## WORK ITEM
In the records that follow, find each line with "RetainedRegion" and pull it out.

(Saved entries)

● ● ●

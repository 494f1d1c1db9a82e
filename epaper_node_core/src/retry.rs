use core::time::Duration;

use log::*;

use crate::hal::Clock;

/// Runs `attempt` until it succeeds, waiting `backoff` on `clock` after each
/// failure. Never gives up.
pub fn retry_forever<C, T, F>(clock: &mut C, backoff: Duration, what: &str, mut attempt: F) -> T
where
    C: Clock,
    F: FnMut() -> anyhow::Result<T>,
{
    let mut failures: u32 = 0;
    loop {
        match attempt() {
            Ok(value) => {
                if failures > 0 {
                    info!("{} succeeded after {} retries", what, failures);
                }
                return value;
            }
            Err(e) => {
                failures = failures.saturating_add(1);
                warn!(
                    "{} failed (attempt {}): {:#}, retrying in {} ms",
                    what,
                    failures,
                    e,
                    backoff.as_millis()
                );
                clock.delay(backoff);
            }
        }
    }
}
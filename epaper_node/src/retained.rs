use core::ptr::addr_of_mut;
use core::sync::atomic::{AtomicBool, Ordering};

use epaper_node_core::RetainedRegion;

/// Lives in RTC slow memory, which keeps its contents through deep sleep.
/// Loaded from the image (both slots invalid) on power-on.
#[link_section = ".rtc.data"]
static mut RETAINED: RetainedRegion = RetainedRegion::new();

static TAKEN: AtomicBool = AtomicBool::new(false);

/// Hands out the retained region. Only the first call per boot gets it.
pub fn take() -> Option<&'static mut RetainedRegion> {
    if TAKEN.swap(true, Ordering::AcqRel) {
        return None;
    }
    // SAFETY: the flag above makes this the only reference for the whole boot.
    Some(unsafe { &mut *addr_of_mut!(RETAINED) })
}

● ● ●

## ANSWER FOR THIS EXERCISE
use epaper_node_core::RetainedRegion;
static mut RETAINED: RetainedRegion = RetainedRegion::new();
pub fn take() -> Option<&'static mut RetainedRegion> {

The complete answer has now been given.